During the civil war from the 1970s
to the mid-90s, Santiago Atitlán was an area of intense
guerrilla activity, whose participants attempted to address
the people’s poverty. The US-backed Guatemalan military
put down the guerrilla movement at a cost of 200,000 deaths
countrywide. Conditions have remained substantially the same
for the poor of Guatemala. There has been no land reform to
speak of. The wealthy in Guatemala pay somewhere near the
lowest taxes of any country in the world, and Guatemala’s
poor, make up over half of the country’s population,
according to the latest World Bank statistics. The elites
are now pushing for a Central America Free Trade Agreement
(CAFTA), which will leave the rural poor here even further
behind, while giving the well-off better opportunities to
buy consumer goods.
The ancianas (old women)
interviewed below are all widows, most lost their husbands
during the war, a number to death squads. My parents, who
visit Guatemala annually, help the widows survive by raising
money in the US and sending it or taking it down to a friend
who buys food and essentials and distributes it to them monthly.
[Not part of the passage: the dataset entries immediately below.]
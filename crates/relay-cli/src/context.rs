//! Runtime wiring: connection provider, caches and attribute provider built
//! from a [`RelayConfig`].

use std::collections::{BTreeSet, HashMap};
use std::sync::Arc;

use relay_authz::UserAttributeProvider;
use relay_cache::{CacheProvider, MemoryCacheProvider};
use relay_cache_redis::RedisCacheProvider;
use relay_ldap::{
    ConnectionConfig, Directory, DirectoryConnector, Ldap3Connector, LdapConnectionProvider,
    MemoryConnector, MemoryDirectory,
};

use crate::config::RelayConfig;
use crate::error::{CliError, CliResult};

/// Serves fixture-backed connections from memory and everything else over
/// the network.
#[derive(Debug, Default)]
pub struct FixtureConnector {
    fixtures: MemoryConnector,
    fixture_ids: BTreeSet<String>,
    network: Ldap3Connector,
}

impl FixtureConnector {
    /// Creates a connector without fixtures.
    #[must_use]
    pub fn new() -> Self {
        Self::default()
    }

    /// Serves `directory` for `identifier`.
    #[must_use]
    pub fn with_fixture(mut self, identifier: impl Into<String>, directory: MemoryDirectory) -> Self {
        let identifier = identifier.into();
        self.fixture_ids.insert(identifier.clone());
        self.fixtures = self.fixtures.with_directory(identifier, directory);
        self
    }

    /// Returns true if `identifier` is served from a fixture.
    #[must_use]
    pub fn is_fixture(&self, identifier: &str) -> bool {
        self.fixture_ids.contains(identifier)
    }
}

impl DirectoryConnector for FixtureConnector {
    fn open(&self, config: &ConnectionConfig) -> Box<dyn Directory> {
        if self.is_fixture(&config.identifier) {
            self.fixtures.open(config)
        } else {
            self.network.open(config)
        }
    }
}

/// Everything a command needs.
pub struct Context {
    /// Loaded configuration.
    pub config: RelayConfig,
    /// Connection registry.
    pub connections: Arc<LdapConnectionProvider>,
    /// User attribute provider, if configured.
    pub attributes: Option<UserAttributeProvider>,
}

impl Context {
    /// Builds the runtime for `config`.
    ///
    /// ## Errors
    ///
    /// Returns an error if a fixture cannot be read, a record is invalid or
    /// the Redis cache is unreachable.
    pub async fn build(config: RelayConfig) -> CliResult<Self> {
        let mut connector = FixtureConnector::new();
        for connection in &config.connections {
            if let Some(entries) = config.fixture_entries(&connection.identifier)? {
                tracing::debug!(
                    connection = %connection.identifier,
                    entries = entries.len(),
                    "serving connection from fixture"
                );
                connector =
                    connector.with_fixture(&connection.identifier, MemoryDirectory::with_entries(entries));
            }
        }

        let connections = Arc::new(LdapConnectionProvider::with_connector(Arc::new(connector)));
        connections.set_caches(build_caches(&config).await?);
        connections.set_config(config.connections.clone())?;

        let attributes = match &config.user_attribute_provider {
            Some(provider_config) => {
                let provider =
                    UserAttributeProvider::new(Arc::clone(&connections), provider_config.clone())?
                        .with_cache(Arc::new(MemoryCacheProvider::new()));
                Some(provider)
            }
            None => None,
        };

        Ok(Self {
            config,
            connections,
            attributes,
        })
    }

    /// Returns the attribute provider.
    ///
    /// ## Errors
    ///
    /// Returns an error if none is configured.
    pub fn attribute_provider(&self) -> CliResult<&UserAttributeProvider> {
        self.attributes.as_ref().ok_or_else(|| {
            CliError::InvalidArgument("no [user_attribute_provider] section configured".to_string())
        })
    }
}

impl std::fmt::Debug for Context {
    fn fmt(&self, f: &mut std::fmt::Formatter<'_>) -> std::fmt::Result {
        f.debug_struct("Context")
            .field("connections", &self.connections)
            .field("attributes", &self.attributes.is_some())
            .finish_non_exhaustive()
    }
}

/// One query cache per connection with a positive TTL: a Redis namespace
/// when `[cache]` is set, otherwise an in-process cache.
async fn build_caches(config: &RelayConfig) -> CliResult<HashMap<String, Arc<dyn CacheProvider>>> {
    let caching: Vec<&ConnectionConfig> = config
        .connections
        .iter()
        .filter(|c| c.cache_ttl > 0)
        .collect();
    if caching.is_empty() {
        return Ok(HashMap::new());
    }

    let mut caches: HashMap<String, Arc<dyn CacheProvider>> = HashMap::new();
    match &config.cache {
        Some(redis) => {
            let base = RedisCacheProvider::new(redis.clone()).await?;
            tracing::info!(host = %redis.host, port = redis.port, "using Redis query cache");
            for connection in caching {
                let cache = base.namespaced(&connection.identifier);
                caches.insert(connection.identifier.clone(), Arc::new(cache));
            }
        }
        None => {
            for connection in caching {
                caches.insert(
                    connection.identifier.clone(),
                    Arc::new(MemoryCacheProvider::new()),
                );
            }
        }
    }
    Ok(caches)
}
There are virtually no services in Guatemala for taking care
of the elderly like these widows.
Below I ask the ancianas,
plus one man, to reflect on their lives and how things have
changed over the past 50 years, specifically about agriculture
The women refer to milpa
and tortillando. Traditional Mayan agriculture is
based on the milpa system of growing corn with beans
and other crops in a polyculture. Life centers around the
milpa, the man’s work, and tortillando,
the woman’s work of transforming the corn from stored
kernels to hot, nutritious tortillas.
Also mentioned by one of the widows is cofradia.
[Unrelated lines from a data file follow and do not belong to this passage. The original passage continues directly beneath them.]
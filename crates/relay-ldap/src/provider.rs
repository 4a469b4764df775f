//! Connection registry.
//!
//! Maps connection identifiers to configs and to lazily constructed,
//! memoized [`LdapConnection`]s. Consumers receive the provider explicitly;
//! there is no process-wide instance.

use std::collections::HashMap;
use std::sync::Arc;

use dashmap::DashMap;
use parking_lot::RwLock;
use relay_cache::CacheProvider;

use crate::config::ConnectionConfig;
use crate::connection::LdapConnection;
use crate::directory::{DirectoryConnector, Ldap3Connector};
use crate::error::{LdapError, LdapResult};

/// Registry of directory connections.
pub struct LdapConnectionProvider {
    configs: RwLock<HashMap<String, ConnectionConfig>>,
    caches: RwLock<HashMap<String, Arc<dyn CacheProvider>>>,
    connections: DashMap<String, Arc<LdapConnection>>,
    connector: Arc<dyn DirectoryConnector>,
}

impl LdapConnectionProvider {
    /// Creates a provider that opens sessions with `ldap3`.
    #[must_use]
    pub fn new() -> Self {
        Self::with_connector(Arc::new(Ldap3Connector))
    }

    /// Creates a provider that opens sessions with `connector`.
    #[must_use]
    pub fn with_connector(connector: Arc<dyn DirectoryConnector>) -> Self {
        Self {
            configs: RwLock::new(HashMap::new()),
            caches: RwLock::new(HashMap::new()),
            connections: DashMap::new(),
            connector,
        }
    }

    /// Replaces all connection configs. Connections already handed out
    /// keep their config.
    ///
    /// ## Errors
    ///
    /// Returns [`LdapError::Configuration`] for an invalid record or a
    /// duplicate identifier; the previous configs stay in place.
    pub fn set_config(&self, connections: Vec<ConnectionConfig>) -> LdapResult<()> {
        let mut configs = HashMap::with_capacity(connections.len());
        for config in connections {
            config.validate()?;
            let identifier = config.identifier.clone();
            if configs.insert(identifier.clone(), config).is_some() {
                return Err(LdapError::config(format!(
                    "duplicate connection identifier '{identifier}'"
                )));
            }
        }

        tracing::info!(count = configs.len(), "LDAP connections configured");
        *self.configs.write() = configs;
        Ok(())
    }

    /// Assigns query caches by connection identifier.
    pub fn set_caches(&self, caches: HashMap<String, Arc<dyn CacheProvider>>) {
        *self.caches.write() = caches;
    }

    /// Returns the connection for `identifier`, constructing it on first
    /// access. Repeated calls return the same instance.
    ///
    /// ## Errors
    ///
    /// Returns [`LdapError::LdapConnectionUndefined`] for an unknown
    /// identifier.
    pub fn get_connection(&self, identifier: &str) -> LdapResult<Arc<LdapConnection>> {
        if let Some(connection) = self.connections.get(identifier) {
            return Ok(Arc::clone(connection.value()));
        }

        let config = self
            .configs
            .read()
            .get(identifier)
            .cloned()
            .ok_or_else(|| LdapError::LdapConnectionUndefined(identifier.to_string()))?;
        let cache = self.caches.read().get(identifier).cloned();

        let connection = self
            .connections
            .entry(identifier.to_string())
            .or_insert_with(|| {
                tracing::debug!(connection = %identifier, cached = cache.is_some(), "creating LDAP connection");
                let directory = self.connector.open(&config);
                Arc::new(LdapConnection::new(config, directory, cache))
            });
        Ok(Arc::clone(connection.value()))
    }

    /// Configured connection identifiers, sorted.
    #[must_use]
    pub fn connection_identifiers(&self) -> Vec<String> {
        let mut identifiers: Vec<String> = self.configs.read().keys().cloned().collect();
        identifiers.sort();
        identifiers
    }

    /// Registers a ready connection under `identifier`, replacing any
    /// memoized one. Its config also becomes known to the provider.
    pub fn add_connection(&self, identifier: impl Into<String>, connection: Arc<LdapConnection>) {
        let identifier = identifier.into();
        self.configs
            .write()
            .insert(identifier.clone(), connection.config().clone());
        self.connections.insert(identifier, connection);
    }
}

impl Default for LdapConnectionProvider {
    fn default() -> Self {
        Self::new()
    }
}

impl std::fmt::Debug for LdapConnectionProvider {
    fn fmt(&self, f: &mut std::fmt::Formatter<'_>) -> std::fmt::Result {
        f.debug_struct("LdapConnectionProvider")
            .field("identifiers", &self.connection_identifiers())
            .field("connected", &self.connections.len())
            .finish_non_exhaustive()
    }
}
The cofradia is a system of sacred Mayan orders,
or houses, in the highlands of Guatemala. It is said that
cofradia were introduced originally by Catholic friars
several hundred years ago in order to organize the indigenous
communities. However, with the pulling back of the church
from these areas during the 18th and 19th centuries, the cofradia
were transformed by the Tzutujil people of Sanitiago into
a highly Mayanized fraternal society, replete with clothed,
cigar-munching idols. The cofradia still thrives.
Evangelical Christianity, however, has become a bigger force
and has made substantial inroads into Santiago Atitlán
and the rest of Guatemala, which has the highest percentage
of evangelical converts in Latin America, nearly 50 percent
of the population.
Interview with the
women as a group:
How do you compare 50 years ago with today?
Most things were cheaper back then – corn, beans, tomatoes,
even beef. There was no soda pop (gaseosas) then. These
days things are more expensive, but it is also cheaper to get
a soda pop.
There were three types of corn: white, yellow, and blue.
We always grew it without fertilizer. The weeds that grew
in the milpa nourished the corn. The men would till
in the weeds with the azadon (a hoe-like tool with
a head four times larger and heavier than a conventional hoe).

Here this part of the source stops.